The provider was a member of ISCAS Independent Sector Complaints Adjudication Service (ISCAS) providing patients with an independent body to review complaints. At the time of our assessment there were no complaints for the service being reviewed by ISCAS.

The service made sure people were informed about their rights regarding consent to care and treatment, considering their views and wishes when planning their care. Information about care and treatment was provided in a way that patients were able to understand, and staff could access interpreters if required. Electronic tablets were used to sign consent forms for invasive procedures such as endoscopies and biopsies. For non-invasive procedures verbal consent was obtained. Staff told us patients were given time to make decisions.
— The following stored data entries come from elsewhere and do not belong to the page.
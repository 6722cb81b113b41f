//! Error types for HTTP transport.

use thiserror::Error;

/// Error type for a request that produced no HTTP response at all.
///
/// The dispatch loop treats every variant like a non-2xx delivery: the
/// attempt is counted and the run moves on.
#[derive(Debug, Error)]
pub enum HttpError {
    /// Network connection failed.
    ///
    /// This includes DNS resolution failures, connection refused,
    /// and connections dropped while reading the response.
    #[error("Connection error: {0}")]
    Connection(#[source] Box<dyn std::error::Error + Send + Sync>),

    /// Request timed out.
    ///
    /// Only produced by clients that were built with an explicit timeout.
    #[error("Request timed out")]
    Timeout,

    /// The request could not be built from the given URL.
    #[error("Invalid URL: {0}")]
    InvalidUrl(String),
}
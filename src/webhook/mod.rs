//! Webhook transport layer.
//!
//! This module provides types and traits for:
//! - Building HTTP requests ([`HttpRequest`])
//! - Handling HTTP responses ([`HttpResponse`])
//! - Abstracting HTTP clients ([`HttpClient`])
//! - Production and dry-run clients ([`ReqwestClient`], [`DryRunClient`])
//! - Gating which addresses may be targeted ([`is_valid_endpoint`])

mod client;
mod endpoint;
mod error;
mod http;


pub use client::{DryRunClient, ReqwestClient};
pub use endpoint::is_valid_endpoint;
pub use error::HttpError;
pub use http::{HttpClient, HttpRequest, HttpResponse};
Staff were aware of the importance of obtaining consent before delivering care or treatment. In cases where a patient lacked capacity to consent, the clinic followed the Mental Capacity, Deprivation of Liberty Safeguards (DoLS) and Liberty Protection Safeguards (LPS) policy. It referenced the Mental Health Act and national guidance and set out the statutory principles for staff to follow. Best interest meetings were held regularly, and patients were continually reviewed to assess capacity.

For patients who lacked capacity, family members and carers were consulted, and an independent mental capacity advocate (IMCA) was appointed to act on their behalf making sure the patients’ best interests were at the centre of the treatment plan.